BEGIN TASK INPUTS
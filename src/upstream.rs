//! Outbound calls to the Messages API over one shared connection pool.

use std::pin::Pin;
use std::time::Duration;

use axum::http::{header, HeaderValue, Method, StatusCode};
use bytes::Bytes;
use futures::{stream, Stream, StreamExt};
use serde_json::{Map, Value};

use crate::error::{error_body, ProxyError};
use crate::headers::{API_KEY_HEADER, VERSION_HEADER};
use crate::pipeline::CredentialContext;

pub const CONNECT_TIMEOUT: Duration = Duration::from_secs(10);
pub const TOTAL_TIMEOUT: Duration = Duration::from_secs(300);
pub const MESSAGES_PATH: &str = "/v1/messages";

/// Sampling and prompt parameters a follow-up call carries over.
const FOLLOWUP_PARAMS: [&str; 7] = [
    "max_tokens",
    "temperature",
    "top_p",
    "top_k",
    "system",
    "stop_sequences",
    "metadata",
];
const FOLLOWUP_DEFAULT_MAX_TOKENS: u64 = 16_384;

/// Raw upstream frames, relayed as they arrive.
pub type FrameStream = Pin<Box<dyn Stream<Item = Result<Bytes, ProxyError>> + Send>>;

/// A streamed call whose response head has been received.
pub struct UpstreamStream {
    /// Set when the upstream answered non-2xx; `frames` then holds exactly
    /// one synthetic error frame.
    pub rejected: Option<ProxyError>,
    pub frames: FrameStream,
}

/// Result of a raw subpath passthrough.
#[derive(Debug)]
pub struct RawResponse {
    pub status: StatusCode,
    pub content_type: Option<HeaderValue>,
    pub body: Bytes,
}

impl RawResponse {
    /// Upstream content type, `application/json` when it sent none.
    pub fn content_type_or_json(&self) -> HeaderValue {
        self.content_type
            .clone()
            .unwrap_or_else(|| HeaderValue::from_static("application/json"))
    }
}

#[derive(Clone, Debug)]
pub struct UpstreamClient {
    client: reqwest::Client,
    base_url: String,
}

impl UpstreamClient {
    pub fn new(base_url: &str) -> Result<Self, reqwest::Error> {
        let client = reqwest::Client::builder()
            .connect_timeout(CONNECT_TIMEOUT)
            .timeout(TOTAL_TIMEOUT)
            .build()?;
        Ok(Self {
            client,
            base_url: base_url.trim_end_matches('/').to_string(),
        })
    }

    pub fn base_url(&self) -> &str {
        &self.base_url
    }

    fn url(&self, path: &str, query: Option<&str>) -> String {
        match query.filter(|q| !q.is_empty()) {
            Some(q) => format!("{}{}?{}", self.base_url, path, q),
            None => format!("{}{}", self.base_url, path),
        }
    }

    fn request(
        &self,
        method: Method,
        path: &str,
        query: Option<&str>,
        creds: &CredentialContext,
    ) -> reqwest::RequestBuilder {
        let mut headers = creds.headers.clone();
        if let Ok(key) = HeaderValue::from_str(&creds.outbound_key) {
            headers.insert(API_KEY_HEADER, key);
        }
        if let Ok(version) = HeaderValue::from_str(&creds.api_version) {
            headers.insert(VERSION_HEADER, version);
        }
        headers.insert(header::CONTENT_TYPE, HeaderValue::from_static("application/json"));
        self.client
            .request(method, self.url(path, query))
            .headers(headers)
    }

    /// Unary call.  Non-2xx answers become [`ProxyError::Upstream`] carrying
    /// the raw body.
    pub async fn send_message(
        &self,
        body: &Value,
        creds: &CredentialContext,
        query: Option<&str>,
    ) -> Result<Value, ProxyError> {
        let resp = self
            .request(Method::POST, MESSAGES_PATH, query, creds)
            .json(body)
            .send()
            .await
            .map_err(transport)?;
        let status = resp.status();
        let text = resp.text().await.map_err(transport)?;
        if !status.is_success() {
            return Err(ProxyError::Upstream { status, body: text });
        }
        serde_json::from_str(&text)
            .map_err(|e| ProxyError::Transport(format!("upstream returned invalid JSON: {}", e)))
    }

    /// Streamed call.  Fails only if no response head arrives at all.
    pub async fn stream_message(
        &self,
        body: &Value,
        creds: &CredentialContext,
        query: Option<&str>,
    ) -> Result<UpstreamStream, ProxyError> {
        let resp = self
            .request(Method::POST, MESSAGES_PATH, query, creds)
            .json(body)
            .send()
            .await
            .map_err(transport)?;
        let status = resp.status();
        if !status.is_success() {
            let raw = resp.text().await.unwrap_or_default();
            let frame = raw_error_frame(&raw);
            return Ok(UpstreamStream {
                rejected: Some(ProxyError::Upstream { status, body: raw }),
                frames: Box::pin(stream::once(async move { Ok(frame) })),
            });
        }
        let frames = resp.bytes_stream().map(|chunk| chunk.map_err(transport));
        Ok(UpstreamStream {
            rejected: None,
            frames: Box::pin(frames),
        })
    }

    /// Forward any request under `/v1/messages/` without interpretation.
    pub async fn passthrough(
        &self,
        method: Method,
        subpath: &str,
        query: Option<&str>,
        creds: &CredentialContext,
        body: Bytes,
    ) -> Result<RawResponse, ProxyError> {
        let path = format!("{}/{}", MESSAGES_PATH, subpath.trim_start_matches('/'));
        let mut rb = self.request(method, &path, query, creds);
        if !body.is_empty() {
            rb = rb.body(body);
        }
        let resp = rb.send().await.map_err(transport)?;
        let status = resp.status();
        let content_type = resp.headers().get(header::CONTENT_TYPE).cloned();
        let body = resp.bytes().await.map_err(transport)?;
        Ok(RawResponse {
            status,
            content_type,
            body,
        })
    }
}

/// Upstream access handed to a follow-up loop.  Calls go out under the
/// credential and headers the request was routed with.
#[derive(Clone, Debug)]
pub struct FollowupClient {
    upstream: UpstreamClient,
    creds: CredentialContext,
}

impl FollowupClient {
    pub fn new(upstream: UpstreamClient, creds: CredentialContext) -> Self {
        Self { upstream, creds }
    }

    pub fn credentials(&self) -> &CredentialContext {
        &self.creds
    }

    /// Unary Messages call.  Only [`FOLLOWUP_PARAMS`] are taken from
    /// `params`; `max_tokens` defaults to 16384.
    pub async fn create_message(
        &self,
        model: &str,
        messages: &[Value],
        tools: Option<&[Value]>,
        params: &Map<String, Value>,
    ) -> Result<Value, ProxyError> {
        let body = followup_body(model, messages, tools, params);
        self.upstream.send_message(&body, &self.creds, None).await
    }
}

fn followup_body(
    model: &str,
    messages: &[Value],
    tools: Option<&[Value]>,
    params: &Map<String, Value>,
) -> Value {
    let mut body = Map::new();
    body.insert("model".into(), Value::String(model.to_string()));
    body.insert("messages".into(), Value::Array(messages.to_vec()));
    if let Some(tools) = tools.filter(|t| !t.is_empty()) {
        body.insert("tools".into(), Value::Array(tools.to_vec()));
    }
    for key in FOLLOWUP_PARAMS {
        if let Some(value) = params.get(key) {
            body.insert(key.to_string(), value.clone());
        }
    }
    body.entry("max_tokens")
        .or_insert_with(|| Value::from(FOLLOWUP_DEFAULT_MAX_TOKENS));
    body.insert("stream".into(), Value::Bool(false));
    Value::Object(body)
}

fn transport(err: reqwest::Error) -> ProxyError {
    ProxyError::Transport(err.to_string())
}

/// `event: error` frame carrying the upstream body untouched.
pub fn raw_error_frame(body: &str) -> Bytes {
    Bytes::from(format!("event: error\ndata: {}\n\n", body))
}

/// `event: error` frame with a `server_error` payload.
pub fn server_error_frame(message: &str) -> Bytes {
    raw_error_frame(&error_body("server_error", message).to_string())
}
END TASK INPUTS
• REQUIRED WORK: In full and verbatim, transcribe the data.

• ANSWER SPACE:
filename src/upstream.rs
//! Outbound calls to the Messages API over one shared connection pool.

use std::pin::Pin;
use std::time::Duration;

use axum::http::{header, HeaderValue, Method, StatusCode};
use bytes::Bytes;
use futures::{stream, Stream, StreamExt};
use serde_json::{Map, Value};

use crate::error::{error_body, ProxyError};
use crate::headers::{API_KEY_HEADER, VERSION_HEADER};
use crate::pipeline::CredentialContext;

pub const CONNECT_TIMEOUT: Duration = Duration::from_secs(10);
pub const TOTAL_TIMEOUT: Duration = Duration::from_secs(300);
pub const MESSAGES_PATH: &str = "/v1/messages";

/// Sampling and prompt parameters a follow-up call carries over.
const FOLLOWUP_PARAMS: [&str; 7] = [
    "max_tokens",
    "temperature",
    "top_p",
    "top_k",
    "system",
    "stop_sequences",
    "metadata",
];
const FOLLOWUP_DEFAULT_MAX_TOKENS: u64 = 16_384;

/// Raw upstream frames, relayed as they arrive.
pub type FrameStream = Pin<Box<dyn Stream<Item = Result<Bytes, ProxyError>> + Send>>;

/// A streamed call whose response head has been received.
pub struct UpstreamStream {
    /// Set when the upstream answered non-2xx; `frames` then holds exactly
    /// one synthetic error frame.
    pub rejected: Option<ProxyError>,
    pub frames: FrameStream,
}

/// Result of a raw subpath passthrough.
#[derive(Debug)]
pub struct RawResponse {
    pub status: StatusCode,
    pub content_type: Option<HeaderValue>,
    pub body: Bytes,
}

impl RawResponse {
    /// Upstream content type, `application/json` when it sent none.
    pub fn content_type_or_json(&self) -> HeaderValue {
        self.content_type
            .clone()
            .unwrap_or_else(|| HeaderValue::from_static("application/json"))
    }
}

#[derive(Clone, Debug)]
pub struct UpstreamClient {
    client: reqwest::Client,
    base_url: String,
}

impl UpstreamClient {
    pub fn new(base_url: &str) -> Result<Self, reqwest::Error> {
        let client = reqwest::Client::builder()
            .connect_timeout(CONNECT_TIMEOUT)
            .timeout(TOTAL_TIMEOUT)
            .build()?;
        Ok(Self {
            client,
            base_url: base_url.trim_end_matches('/').to_string(),
        })
    }

    pub fn base_url(&self) -> &str {
        &self.base_url
    }

    fn url(&self, path: &str, query: Option<&str>) -> String {
        match query.filter(|q| !q.is_empty()) {
            Some(q) => format!("{}{}?{}", self.base_url, path, q),
            None => format!("{}{}", self.base_url, path),
        }
    }

    fn request(
        &self,
        method: Method,
        path: &str,
        query: Option<&str>,
        creds: &CredentialContext,
    ) -> reqwest::RequestBuilder {
        let mut headers = creds.headers.clone();
        if let Ok(key) = HeaderValue::from_str(&creds.outbound_key) {
            headers.insert(API_KEY_HEADER, key);
        }
        if let Ok(version) = HeaderValue::from_str(&creds.api_version) {
            headers.insert(VERSION_HEADER, version);
        }
        headers.insert(header::CONTENT_TYPE, HeaderValue::from_static("application/json"));
        self.client
            .request(method, self.url(path, query))
            .headers(headers)
    }

    /// Unary call.  Non-2xx answers become [`ProxyError::Upstream`] carrying
    /// the raw body.
    pub async fn send_message(
        &self,
        body: &Value,
        creds: &CredentialContext,
        query: Option<&str>,
    ) -> Result<Value, ProxyError> {
        let resp = self
            .request(Method::POST, MESSAGES_PATH, query, creds)
            .json(body)
            .send()
            .await
            .map_err(transport)?;
        let status = resp.status();
        let text = resp.text().await.map_err(transport)?;
        if !status.is_success() {
            return Err(ProxyError::Upstream { status, body: text });
        }
        serde_json::from_str(&text)
            .map_err(|e| ProxyError::Transport(format!("upstream returned invalid JSON: {}", e)))
    }

    /// Streamed call.  Fails only if no response head arrives at all.
    pub async fn stream_message(
        &self,
        body: &Value,
        creds: &CredentialContext,
        query: Option<&str>,
    ) -> Result<UpstreamStream, ProxyError> {
        let resp = self
            .request(Method::POST, MESSAGES_PATH, query, creds)
            .json(body)
            .send()
            .await
            .map_err(transport)?;
        let status = resp.status();
        if !status.is_success() {
            let raw = resp.text().await.unwrap_or_default();
            let frame = raw_error_frame(&raw);
            return Ok(UpstreamStream {
                rejected: Some(ProxyError::Upstream { status, body: raw }),
                frames: Box::pin(stream::once(async move { Ok(frame) })),
            });
        }
        let frames = resp.bytes_stream().map(|chunk| chunk.map_err(transport));
        Ok(UpstreamStream {
            rejected: None,
            frames: Box::pin(frames),
        })
    }

    /// Forward any request under `/v1/messages/` without interpretation.
    pub async fn passthrough(
        &self,
        method: Method,
        subpath: &str,
        query: Option<&str>,
        creds: &CredentialContext,
        body: Bytes,
    ) -> Result<RawResponse, ProxyError> {
        let path = format!("{}/{}", MESSAGES_PATH, subpath.trim_start_matches('/'));
        let mut rb = self.request(method, &path, query, creds);
        if !body.is_empty() {
            rb = rb.body(body);
        }
        let resp = rb.send().await.map_err(transport)?;
        let status = resp.status();
        let content_type = resp.headers().get(header::CONTENT_TYPE).cloned();
        let body = resp.bytes().await.map_err(transport)?;
        Ok(RawResponse {
            status,
            content_type,
            body,
        })
    }
}

/// Upstream access handed to a follow-up loop.  Calls go out under the
/// credential and headers the request was routed with.
#[derive(Clone, Debug)]
pub struct FollowupClient {
    upstream: UpstreamClient,
    creds: CredentialContext,
}

impl FollowupClient {
    pub fn new(upstream: UpstreamClient, creds: CredentialContext) -> Self {
        Self { upstream, creds }
    }

    pub fn credentials(&self) -> &CredentialContext {
        &self.creds
    }

    /// Unary Messages call.  Only [`FOLLOWUP_PARAMS`] are taken from
    /// `params`; `max_tokens` defaults to 16384.
    pub async fn create_message(
        &self,
        model: &str,
        messages: &[Value],
        tools: Option<&[Value]>,
        params: &Map<String, Value>,
    ) -> Result<Value, ProxyError> {
        let body = followup_body(model, messages, tools, params);
        self.upstream.send_message(&body, &self.creds, None).await
    }
}

fn followup_body(
    model: &str,
    messages: &[Value],
    tools: Option<&[Value]>,
    params: &Map<String, Value>,
) -> Value {
    let mut body = Map::new();
    body.insert("model".into(), Value::String(model.to_string()));
    body.insert("messages".into(), Value::Array(messages.to_vec()));
    if let Some(tools) = tools.filter(|t| !t.is_empty()) {
        body.insert("tools".into(), Value::Array(tools.to_vec()));
    }
    for key in FOLLOWUP_PARAMS {
        if let Some(value) = params.get(key) {
            body.insert(key.to_string(), value.clone());
        }
    }
    body.entry("max_tokens")
        .or_insert_with(|| Value::from(FOLLOWUP_DEFAULT_MAX_TOKENS));
    body.insert("stream".into(), Value::Bool(false));
    Value::Object(body)
}

fn transport(err: reqwest::Error) -> ProxyError {
    ProxyError::Transport(err.to_string())
}

/// `event: error` frame carrying the upstream body untouched.
pub fn raw_error_frame(body: &str) -> Bytes {
    Bytes::from(format!("event: error\ndata: {}\n\n", body))
}

/// `event: error` frame with a `server_error` payload.
pub fn server_error_frame(message: &str) -> Bytes {
    raw_error_frame(&error_body("server_error", message).to_string())
}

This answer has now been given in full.